Implement XLA device for only some ops?

Christian Convey

unread,

Oct 2, 2017, 9:13:45 PM10/2/17

to XLA development

I'm taking my first stab at writing a custom XLA device, based on TF 1.3. I'm trying to work incrementally, and so I'm trying to override just one method of xla::DfsHloVisitorWithDefault at a time.

In order to work incrementally, I'm trying to have TF/XLA only assign ops to my device when my device can truly handle them. Otherwise some feature-complete device, such as (non-XLA) "cpu", should handle that node.

I only know of one way to indicate the subset of functionality that my device can support: selectively returning true or false from the callback function I supply to the "REGISTER_XLA_BACKEND" macro. So my code looks roughly like the following:

class MyEmitter : public xla::DfsHloVisitorWithDefault {
   xla::Status DefaultAction(xla::HloInstruction* hlo) override {
     return xla::Unimplemented("TBD");
   }
};


static bool OpFilter(KernelDef* kdef) {
   if ((kdef->op() == "BroadcastArgs") || (kdef->op() == "BroadcastGradientArgs")) {
      return false;
   }

   return true;
}

REGISTER_XLA_BACKEND( MY_DEVICE_NAME_JIT, MY_SUPPORTED_SCALAR_TYPES, OpFilter );

Assuming that I'm on the right track at all, my problem is that I'm unclear on the relationship between (the "KernelDef" objects supplied to "OpFilter") and (the particular virtual methods that will later be called on my "MyEmitter" instance).

For example, even with my "OpFilter" coded as shown above, I'm still finding that my "MyEmitter::HandleBroadcast(...)" method is being called. Which is a problem, because I'm not yet ready to provide a meaningful implementation of that HLO op.

Any suggestions?

Bjarke Roune

unread,

Oct 2, 2017, 9:44:31 PM10/2/17

to XLA development

If you just want to test each op as you write it, you can use the direct XLA test suite, which is what we usually use for work on XLA. It runs faster since it does not have TensorFlow in the loop and it is more thorough than the XLA-specific testing that goes through TensorFlow. Going direct to XLA for a test also makes it easier to hit corner cases, since you can make the XLA graph that you want directly instead of trying to get TensorFlow to more indirectly emit the XLA graph that you want.

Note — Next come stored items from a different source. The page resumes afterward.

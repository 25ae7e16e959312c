use super::{Policy, ProcessKey, RR_QUANTUM, SimCtx, Ticks};

pub struct RoundRobinPolicy {
    quantum: Ticks,
}

impl Policy for RoundRobinPolicy {
    const NAME: &'static str = "RR";

    fn init(_ctx: &mut SimCtx) -> Self {
        Self {
            quantum: RR_QUANTUM,
        }
    }

    fn select(&mut self, ctx: &mut SimCtx) -> ProcessKey {
        ctx.queue.pop_front().expect("RR select on an empty queue")
    }

    fn slice(&self, ctx: &SimCtx, process: ProcessKey) -> Ticks {
        self.quantum.min(ctx.process(process).remaining)
    }
}

#[cfg(test)]
mod tests {
    use super::*;
    use crate::core::state::ProcessRecord;

    #[test]
    fn unfinished_process_goes_to_the_tail() {
        let mut ctx = SimCtx::new();
        let a = ctx.admit(ProcessRecord::new(1, "A", 3, 0));
        let b = ctx.admit(ProcessRecord::new(2, "B", 1, 0));
        let mut policy = RoundRobinPolicy::init(&mut ctx);

        let selected = policy.select(&mut ctx);
        assert_eq!(selected, a);
        assert_eq!(policy.slice(&ctx, selected), 1);
        policy.requeue(&mut ctx, selected);
        assert_eq!(ctx.queue.iter().collect::<Vec<_>>(), vec![b, a]);
    }
}
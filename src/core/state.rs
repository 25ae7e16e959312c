use slotmap::{SlotMap, new_key_type};

use super::queue::ReadyQueue;

pub type Ticks = u64;
pub type Pid = u32;

new_key_type! {
    pub struct ProcessKey;
}

/// Longest process name the loader accepts, in bytes.
pub const MAX_NAME_LEN: usize = 19;

#[derive(Debug, Clone, PartialEq, Eq)]
pub struct ProcessRecord {
    pub id: Pid,
    pub name: String,
    pub burst: Ticks,
    pub arrival: Ticks,
    pub remaining: Ticks,
    pub completion: Option<Ticks>,
}

impl ProcessRecord {
    pub fn new(id: Pid, name: impl Into<String>, burst: Ticks, arrival: Ticks) -> Self {
        Self {
            id,
            name: name.into(),
            burst,
            arrival,
            remaining: burst,
            completion: None,
        }
    }

    pub fn has_arrived(&self, now: Ticks) -> bool {
        self.arrival <= now
    }
}

#[derive(Debug)]
pub struct SimCtx {
    pub now: Ticks,
    pub processes: SlotMap<ProcessKey, ProcessRecord>,
    pub queue: ReadyQueue,
    // Retirement order
    pub retired: Vec<ProcessRecord>,
}

impl SimCtx {
    pub fn new() -> Self {
        Self {
            now: 0,
            processes: SlotMap::with_key(),
            queue: ReadyQueue::new(),
            retired: Vec::new(),
        }
    }

    /// Allocates `record` in the arena and appends it to the ready queue.
    pub fn admit(&mut self, record: ProcessRecord) -> ProcessKey {
        let key = self.processes.insert(record);
        self.queue.push_back(key);
        key
    }

    pub fn advance_time(&mut self, delta: Ticks) {
        self.now = self.now.saturating_add(delta);
    }

    pub fn process(&self, key: ProcessKey) -> &ProcessRecord {
        self.processes
            .get(key)
            .expect("Process key missing from process table")
    }

    pub fn process_mut(&mut self, key: ProcessKey) -> &mut ProcessRecord {
        self.processes
            .get_mut(key)
            .expect("Process key missing from process table")
    }

    pub fn head_has_arrived(&self) -> bool {
        match self.queue.front() {
            Some(key) => self.process(key).has_arrived(self.now),
            None => false,
        }
    }

    // Return the amount of work actually done
    pub fn execute(&mut self, key: ProcessKey, slice: Ticks) -> Ticks {
        let process = self.process_mut(key);
        let ran = slice.min(process.remaining);
        process.remaining -= ran;
        ran
    }

    pub fn is_finished(&self, key: ProcessKey) -> bool {
        self.process(key).remaining == 0
    }

    /// Stamps completion and drops the process from the arena.
    pub fn retire(&mut self, key: ProcessKey) -> &ProcessRecord {
        debug_assert!(
            !self.queue.contains(key),
            "Retiring process {key:?} that is still enqueued"
        );
        let mut record = self
            .processes
            .remove(key)
            .expect("Retiring unknown process");
        debug_assert_eq!(record.remaining, 0, "Process {} retired early", record.name);
        record.completion = Some(self.now);
        self.retired.push(record);
        &self.retired[self.retired.len() - 1]
    }

    /// Name and remaining time of every queued process, head to tail.
    pub fn queue_snapshot(&self) -> Vec<(String, Ticks)> {
        self.queue
            .iter()
            .map(|key| {
                let process = self.process(key);
                (process.name.clone(), process.remaining)
            })
            .collect()
    }
}

impl Default for SimCtx {
    fn default() -> Self {
        Self::new()
    }
}
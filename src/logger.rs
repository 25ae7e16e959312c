use std::{env, str::FromStr};

use log::{LevelFilter, Metadata, Record, SetLoggerError};

/// Environment variable holding the log level (`off`..`trace`).
pub const LOG_ENV: &str = "SCHED_SIM_LOG";

pub const DEFAULT_LEVEL: LevelFilter = LevelFilter::Warn;

// Writes to stderr; stdout belongs to the trace.
struct StderrLogger;

impl log::Log for StderrLogger {
    fn enabled(&self, metadata: &Metadata) -> bool {
        metadata.level() <= log::max_level()
    }

    fn log(&self, record: &Record) {
        if self.enabled(record.metadata()) {
            eprintln!("{} - {}", record.level(), record.args());
        }
    }

    fn flush(&self) {}
}

static LOGGER: StderrLogger = StderrLogger;

pub fn level_from(value: Option<&str>) -> LevelFilter {
    value
        .and_then(|value| LevelFilter::from_str(value.trim()).ok())
        .unwrap_or(DEFAULT_LEVEL)
}

pub fn init() -> Result<(), SetLoggerError> {
    let level = level_from(env::var(LOG_ENV).ok().as_deref());
    log::set_logger(&LOGGER).map(|()| log::set_max_level(level))
}
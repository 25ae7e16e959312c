use std::fmt;

use crate::core::{
    metrics::{Averages, Completion},
    state::Ticks,
};

/// One line of the simulation trace.
#[derive(Debug, Clone, PartialEq)]
pub enum TraceEvent {
    // Head of the queue has not arrived yet
    Idle {
        now: Ticks,
    },
    Dispatch {
        now: Ticks,
        name: String,
        // Queue contents after the dispatched process was removed
        queue: Vec<(String, Ticks)>,
    },
    Completed {
        name: String,
        completion: Completion,
    },
    Summary(Averages),
}

impl fmt::Display for TraceEvent {
    fn fmt(&self, f: &mut fmt::Formatter<'_>) -> fmt::Result {
        match self {
            Self::Idle { now } => write!(f, "{now}:idle:empty:"),
            Self::Dispatch { now, name, queue } => {
                write!(f, "{now}:{name}:")?;
                for (queued, remaining) in queue {
                    write!(f, "{queued}({remaining}),")?;
                }
                write!(f, ":")
            }
            Self::Completed { name, completion } => write!(
                f,
                "{name} completed (TAT: {:.2}, RT: {:.2})",
                completion.turnaround, completion.response
            ),
            Self::Summary(averages) => {
                writeln!(f, "Average Throughput: {:.2}", averages.throughput)?;
                writeln!(f, "Average Turnaround Time: {:.2}", averages.turnaround)?;
                write!(f, "Average Response Time: {:.2}", averages.response)
            }
        }
    }
}
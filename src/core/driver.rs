use log::{debug, trace};

use super::{
    event::TraceEvent,
    metrics::{Averages, MetricsAccumulator},
    observer::Observer,
    state::{ProcessRecord, SimCtx},
};
use crate::scheduler::Policy;

pub struct SchedCore<P: Policy> {
    pub ctx: SimCtx,
    pub policy: P,
    metrics: MetricsAccumulator,
    observer: Observer,
}

impl<P: Policy> SchedCore<P> {
    /// `processes` must already be in arrival order.
    pub fn new(processes: impl IntoIterator<Item = ProcessRecord>) -> Self {
        let mut ctx = SimCtx::new();
        for process in processes {
            ctx.admit(process);
        }
        let policy = P::init(&mut ctx);
        Self {
            ctx,
            policy,
            metrics: MetricsAccumulator::new(),
            observer: Observer::new(),
        }
    }

    pub fn is_done(&self) -> bool {
        self.ctx.queue.is_empty()
    }

    /// Advances the clock by one tick and returns the trace lines it produced.
    pub fn tick(&mut self) -> Vec<TraceEvent> {
        debug_assert!(!self.is_done(), "tick() on a drained queue");
        self.ctx.advance_time(1);
        let now = self.ctx.now;

        // Only the head is checked, even if something behind it has arrived
        if !self.ctx.head_has_arrived() {
            trace!("t={now} head not arrived, idling");
            self.observer.record_idle();
            self.observer.observe(&self.ctx);
            return vec![TraceEvent::Idle { now }];
        }

        let current = self.policy.select(&mut self.ctx);
        let slice = self.policy.slice(&self.ctx, current);
        let name = self.ctx.process(current).name.clone();
        debug!(
            "t={now} {} selected {name} (remaining {}, slice {slice})",
            P::NAME,
            self.ctx.process(current).remaining
        );

        let mut events = vec![TraceEvent::Dispatch {
            now,
            name: name.clone(),
            queue: self.ctx.queue_snapshot(),
        }];

        let ran = self.ctx.execute(current, slice);
        self.observer.record_work(ran);

        if self.ctx.is_finished(current) {
            let retired = self.ctx.retire(current);
            let completion = self.metrics.record(retired);
            debug!("t={now} {name} completed");
            events.push(TraceEvent::Completed { name, completion });
        } else {
            self.policy.requeue(&mut self.ctx, current);
        }

        self.observer.observe(&self.ctx);
        events
    }

    pub fn averages(&self) -> Averages {
        self.metrics.finalize()
    }

    pub fn metrics(&self) -> &MetricsAccumulator {
        &self.metrics
    }

    pub fn observer(&self) -> &Observer {
        &self.observer
    }
}
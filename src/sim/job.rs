use std::str::FromStr;

use super::input::InputError;
use crate::core::state::{MAX_NAME_LEN, Pid, ProcessRecord, Ticks};

/// One input record, `name:id:burst:arrival`.
#[derive(Debug, Clone, PartialEq, Eq)]
pub struct Job {
    pub name: String,
    pub id: Pid,
    pub burst: Ticks,
    pub arrival: Ticks,
}

impl Job {
    pub fn new(name: impl Into<String>, id: Pid, burst: Ticks, arrival: Ticks) -> Self {
        Self {
            name: name.into(),
            id,
            burst,
            arrival,
        }
    }

    pub fn into_record(self) -> ProcessRecord {
        ProcessRecord::new(self.id, self.name, self.burst, self.arrival)
    }
}

fn number<T: FromStr>(field: &'static str, value: &str) -> Result<T, InputError> {
    value.parse().map_err(|_| InputError::InvalidNumber {
        field,
        value: value.to_owned(),
    })
}

impl FromStr for Job {
    type Err = InputError;

    fn from_str(line: &str) -> Result<Self, Self::Err> {
        // Empty fields are skipped, the same way repeated separators are
        let mut fields = line
            .trim_end_matches(['\r', '\n'])
            .split(':')
            .filter(|field| !field.is_empty());
        let mut next = |field: &'static str| fields.next().ok_or(InputError::MissingField(field));

        let name = next("pname")?;
        if name.len() > MAX_NAME_LEN {
            return Err(InputError::NameTooLong(name.to_owned()));
        }
        let id = number("pid", next("pid")?)?;
        let burst = number("duration", next("duration")?)?;
        let arrival = number("arrival time", next("arrival time")?)?;

        if fields.next().is_some() {
            return Err(InputError::TrailingField(line.to_owned()));
        }

        Ok(Self::new(name, id, burst, arrival))
    }
}
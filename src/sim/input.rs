use thiserror::Error;

use super::job::Job;

#[derive(Debug, Error, PartialEq, Eq)]
pub enum InputError {
    #[error("Expecting process count")]
    MissingCount,

    #[error("Invalid process count: {0}")]
    InvalidCount(String),

    #[error("Expecting scheduling policy")]
    MissingPolicy,

    #[error("Expecting {expected} process records, found {found}")]
    MissingRecord { expected: usize, found: usize },

    #[error("Expecting token {0}")]
    MissingField(&'static str),

    #[error("Unexpected trailing field in record: {0}")]
    TrailingField(String),

    #[error("Invalid {field}: {value}")]
    InvalidNumber { field: &'static str, value: String },

    #[error("Process name longer than 19 bytes: {0}")]
    NameTooLong(String),
}

/// Parsed standard input: policy name is kept raw so records are
/// validated before the policy is.
#[derive(Debug, Clone, PartialEq, Eq)]
pub struct Input {
    pub policy: String,
    pub jobs: Vec<Job>,
}

/// Reads `<count> <policy>` followed by `count` records. Tokens are
/// whitespace separated; anything after the last record is ignored.
pub fn parse_input(text: &str) -> Result<Input, InputError> {
    let mut tokens = text.split_whitespace();

    let count = tokens.next().ok_or(InputError::MissingCount)?;
    let count: usize = count
        .parse()
        .map_err(|_| InputError::InvalidCount(count.to_owned()))?;
    let policy = tokens.next().ok_or(InputError::MissingPolicy)?.to_owned();

    let mut jobs: Vec<Job> = Vec::with_capacity(count.min(1024));
    for found in 0..count {
        let record = tokens.next().ok_or(InputError::MissingRecord {
            expected: count,
            found,
        })?;
        jobs.push(record.parse::<Job>()?);
    }

    Ok(Input { policy, jobs })
}
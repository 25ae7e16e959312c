use std::cmp::Ordering;

use super::{Policy, ProcessKey, SimCtx};
use crate::core::state::{ProcessRecord, Ticks};

/// Re-sorts the whole queue every tick and runs its head. Arrived processes
/// lead, shortest remaining first; the rest trail in arrival order, so the
/// sort never parks an unarrived process in front of runnable work.
pub struct StcfPolicy;

impl StcfPolicy {
    fn order(now: Ticks, a: &ProcessRecord, b: &ProcessRecord) -> Ordering {
        match (a.has_arrived(now), b.has_arrived(now)) {
            (true, true) => a.remaining.cmp(&b.remaining),
            (true, false) => Ordering::Less,
            (false, true) => Ordering::Greater,
            (false, false) => a
                .arrival
                .cmp(&b.arrival)
                .then(a.remaining.cmp(&b.remaining)),
        }
    }

    fn sort(ctx: &mut SimCtx) {
        let now = ctx.now;
        let processes = &ctx.processes;
        ctx.queue
            .reorder_by(|a, b| Self::order(now, &processes[a], &processes[b]));
    }
}

impl Policy for StcfPolicy {
    const NAME: &'static str = "STCF";

    fn init(_ctx: &mut SimCtx) -> Self {
        Self
    }

    fn select(&mut self, ctx: &mut SimCtx) -> ProcessKey {
        Self::sort(ctx);
        let head = ctx.queue.pop_front().expect("STCF select on an empty queue");
        debug_assert!(
            ctx.process(head).has_arrived(ctx.now),
            "STCF selected {} before it arrived",
            ctx.process(head).name
        );
        head
    }

    fn requeue(&mut self, ctx: &mut SimCtx, process: ProcessKey) {
        ctx.queue.push_back(process);
        Self::sort(ctx);
    }
}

You'll probably have an easier time debugging these single-op tests than debugging a model that's half-way running on your backend. For the XLA broadcast op, we have

https://github.com/tensorflow/tensorflow/blob/master/tensorflow/compiler/xla/tests/broadcast_simple_test.cc

and

https://github.com/tensorflow/tensorflow/blob/master/tensorflow/compiler/xla/tests/broadcast_test.cc

I'm not sure why we split this into two separate files, but combined these two files have a lot of tests for the XLA broadcast op. We have such tests for each individual XLA op. It still makes sense to also run the TensorFlow tests, though I usually only do that after getting the direct-to-XLA test suite passing. If you find any bug in XLA that is caught by the TensorFlow test suite but not the XLA one, feel free to contribute a test case for that.

Bjarke

Bjarke Roune

unread,

Oct 2, 2017, 10:00:14 PM10/2/17

to XLA development

To get a bit more into your actual question, there's at least two different reasons that you could be seeing a broadcast op without TensorFlow placing any broadcast ops on your XLA device.

The first reason is that the conversion from a TensorFlow graph to an XLA graph is not 1:1, so there are TensorFlow ops that map to multiple XLA ops. I'm not sure if there is such a case that emits a broadcast op from a non-broadcast op, but there might be. E.g. if fused batch normalization were expanded at this layer of the software stack, it would be generating a broadcast, though it's actually handled at the HLO level, bringin us to the second reason.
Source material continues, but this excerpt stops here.